Low-affinity kainate receptor-mediated events reduce the protective activity of phenobarbital and diphenylhydantoin against maximal electroshock in mice

Abstract

(2S,2R)-4-Methylglutamic acid (SYM 2081), a potent selective agonist of GluR5 and GluR6 kainate receptor subtypes, applied at the dose of 15.5 mg/kg, equal to its CD 16 value (i.e., a dose required to induce convulsions in 16% of mice), significantly decreased the electroconvulsive threshold from 7.0 to 5.8 mA. When administered at the dose of 11.5 mg/kg, equal to 75% of its CD 16, it markedly attenuated the protective activity of phenobarbital and diphenylhydantoin, but not that of valproate, carbamazepine, or diazepam against maximal electroshock-induced seizures in mice.
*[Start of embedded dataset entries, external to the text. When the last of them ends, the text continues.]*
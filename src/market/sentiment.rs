//! Foreign-investor sentiment: spot net buy/sell crossed with futures
//! open-interest change, yielding one of four labels.

use crate::core::HttpClient;
use crate::model::{Direction, ForeignSentiment, SentimentLabel};
use crate::providers::DerivedQueries;
use chrono::NaiveDate;
use serde_json::Value;
use tracing::{debug, warn};
use url::Url;

struct SpotNet {
    net_billion: f64,
    date: NaiveDate,
}

struct FuturesOi {
    oi_change: f64,
}

pub async fn analyze_sentiment(http: &HttpClient, derived: &DerivedQueries) -> ForeignSentiment {
    let spot = fetch_spot(http).await;
    let futures = fetch_futures(http, derived).await;

    let date = spot.as_ref().map(|s| s.date).unwrap_or_else(|| chrono::Local::now().date_naive());

    match (spot, futures) {
        (Some(spot), Some(futures)) => {
            let spot_buy = spot.net_billion > 0.0;
            let futures_long = futures.oi_change > 0.0;
            let label = match (spot_buy, futures_long) {
                (true, true) => SentimentLabel::Bullish,
                (true, false) => SentimentLabel::Hedge,
                (false, false) => SentimentLabel::Bearish,
                (false, true) => SentimentLabel::Bottom,
            };
            let detail = format!(
                "spot {} {:.1} billion / futures {} {:.0} contracts",
                if spot_buy { "net buy" } else { "net sell" },
                spot.net_billion.abs(),
                if futures_long { "long OI up" } else { "short OI up" },
                futures.oi_change.abs(),
            );
            ForeignSentiment {
                label,
                spot_net_billion: Some(spot.net_billion),
                spot_direction: Some(if spot_buy { Direction::Up } else { Direction::Down }),
                futures_oi_change: Some(futures.oi_change),
                futures_direction: Some(if futures_long { Direction::Up } else { Direction::Down }),
                date,
                detail,
            }
        }
        (Some(spot), None) => {
            let spot_buy = spot.net_billion > 0.0;
            ForeignSentiment {
                label: SentimentLabel::Unknown,
                spot_net_billion: Some(spot.net_billion),
                spot_direction: Some(if spot_buy { Direction::Up } else { Direction::Down }),
                futures_oi_change: None,
                futures_direction: None,
                date,
                detail: format!(
                    "spot {} {:.1} billion (futures data unavailable)",
                    if spot_buy { "net buy" } else { "net sell" },
                    spot.net_billion.abs()
                ),
            }
        }
        (None, Some(futures)) => {
            let futures_long = futures.oi_change > 0.0;
            ForeignSentiment {
                label: SentimentLabel::Unknown,
                spot_net_billion: None,
                spot_direction: None,
                futures_oi_change: Some(futures.oi_change),
                futures_direction: Some(if futures_long { Direction::Up } else { Direction::Down }),
                date,
                detail: format!(
                    "futures {} {:.0} contracts (spot data unavailable)",
                    if futures_long { "long OI up" } else { "short OI up" },
                    futures.oi_change.abs()
                ),
            }
        }
        (None, None) => {
            warn!("foreign sentiment: both spot and futures data unavailable");
            ForeignSentiment {
                label: SentimentLabel::Unknown,
                spot_net_billion: None,
                spot_direction: None,
                futures_oi_change: None,
                futures_direction: None,
                date,
                detail: "no data available".to_string(),
            }
        }
    }
}

async fn fetch_spot(http: &HttpClient) -> Option<SpotNet> {
    let url = Url::parse_with_params("https://www.twse.com.tw/rwd/zh/fund/BFI82U", &[("response", "json")]).ok()?;
    let body = http.get_text(url).await.ok()?;
    let value: Value = serde_json::from_str(&body).ok()?;
    if value.get("stat").and_then(Value::as_str) != Some("OK") {
        return None;
    }
    let date = value
        .get("date")
        .and_then(Value::as_str)
        .filter(|s| s.len() == 8)
        .and_then(|s| NaiveDate::parse_from_str(s, "%Y%m%d").ok())
        .unwrap_or_else(|| chrono::Local::now().date_naive());

    let rows = value.get("data").and_then(Value::as_array)?;
    for row in rows {
        let cols = row.as_array()?;
        let name = cols.first()?.as_str()?.trim();
        // TWSE's institutional-summary table carries both "foreign and
        // mainland (ex. foreign proprietary)" and a separate
        // "foreign proprietary" row; only the former counts here.
        if name.contains("外資及陸資") || name == "外資(不含外資自營商)" {
            let buy = parse_amount(cols.get(1)?.as_str()?)?;
            let sell = parse_amount(cols.get(2)?.as_str()?)?;
            let net = buy - sell;
            return Some(SpotNet { net_billion: net / 100_000_000.0, date });
        }
    }
    None
}

fn parse_amount(s: &str) -> Option<f64> {
    s.replace(',', "").trim().parse().ok()
}

async fn fetch_futures(http: &HttpClient, derived: &DerivedQueries) -> Option<FuturesOi> {
    let days = derived.futures_open_interest().await;
    match days.len() {
        0 => fetch_futures_taifex(http).await,
        1 => Some(FuturesOi { oi_change: days[0].net_oi }),
        _ => {
            let latest = days[days.len() - 1].net_oi;
            let prior = days[days.len() - 2].net_oi;
            Some(FuturesOi { oi_change: latest - prior })
        }
    }
}

/// HTML fallback: the exchange's "three major institutional investors by
/// futures contract" page, locating the row for Taiwan-index futures
/// (`臺股期貨`) under the foreign-investor (`外資`) category.
async fn fetch_futures_taifex(http: &HttpClient) -> Option<FuturesOi> {
    let mut records: Vec<(NaiveDate, f64)> = Vec::new();
    let today = chrono::Local::now().date_naive();

    for days_ago in 0..5 {
        let target = today - chrono::Duration::days(days_ago);
        let date_str = target.format("%Y/%m/%d").to_string();
        let url = Url::parse_with_params(
            "https://www.taifex.com.tw/cht/3/futContractsDate",
            &[
                ("queryType", "1"),
                ("doQuery", "1"),
                ("queryDate", date_str.as_str()),
                ("commodityId", "TXF"),
            ],
        )
        .ok()?;

        let Ok(html) = http.get_text(url).await else { continue };
        if let Some(net) = parse_taifex_foreign_oi(&html) {
            records.push((target, net));
        }
        if records.len() >= 2 {
            break;
        }
    }

    if records.is_empty() {
        return None;
    }
    let oi_change = if records.len() >= 2 { records[0].1 - records[1].1 } else { records[0].1 };
    debug!(oi_change, "taifex futures OI fallback used");
    Some(FuturesOi { oi_change })
}

fn parse_taifex_foreign_oi(html: &str) -> Option<f64> {
    use scraper::{Html, Selector};
    let document = Html::parse_document(html);
    let row_sel = Selector::parse("tr").ok()?;
    let cell_sel = Selector::parse("td").ok()?;

    for row in document.select(&row_sel) {
        let cells: Vec<String> = row.select(&cell_sel).map(|c| c.text().collect::<String>().trim().to_string()).collect();
        if cells.len() < 14 {
            continue;
        }
        if cells[1].contains("臺股期貨") && cells[2].contains("外資") {
            let long_oi = parse_amount(&cells[9])?;
            let short_oi = parse_amount(&cells[11])?;
            return Some(long_oi - short_oi);
        }
    }
    None
}

#[cfg(test)]
mod tests {
    use super::*;

    #[test]
    fn parse_amount_strips_thousands_separators() {
        assert_eq!(parse_amount("1,234,567"), Some(1_234_567.0));
        assert_eq!(parse_amount(""), None);
    }

    #[test]
    fn parse_taifex_foreign_oi_locates_the_right_row() {
        let html = r#"
            <table>
              <tr><td>1</td><td>臺股期貨</td><td>外資</td><td>a</td><td>b</td><td>c</td>
                  <td>d</td><td>e</td><td>f</td><td>50000</td><td>g</td><td>30000</td>
                  <td>h</td><td>20000</td></tr>
            </table>
        "#;
        assert_eq!(parse_taifex_foreign_oi(html), Some(20000.0));
    }
}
The respective ED 50 values were increased from 18.5 to 23.8 mg/kg for phenobarbital, and from 11.7 to 14.7 mg/kg for diphenylhydantoin. Since the free plasma levels of both antiepileptic drugs were not influenced by SYM 2081, the pharmacokinetic interaction does not seem to be involved in the observed results. In conclusion, low-affinity kainate receptor-mediated events might be a factor reducing the protective efficacy of some antiepileptic drugs. Furthermore, the activation of GluR5 and GluR6 kainate receptor subtypes by endogenous glutamate during seizures may be associated with the drug-resistance phenomenon.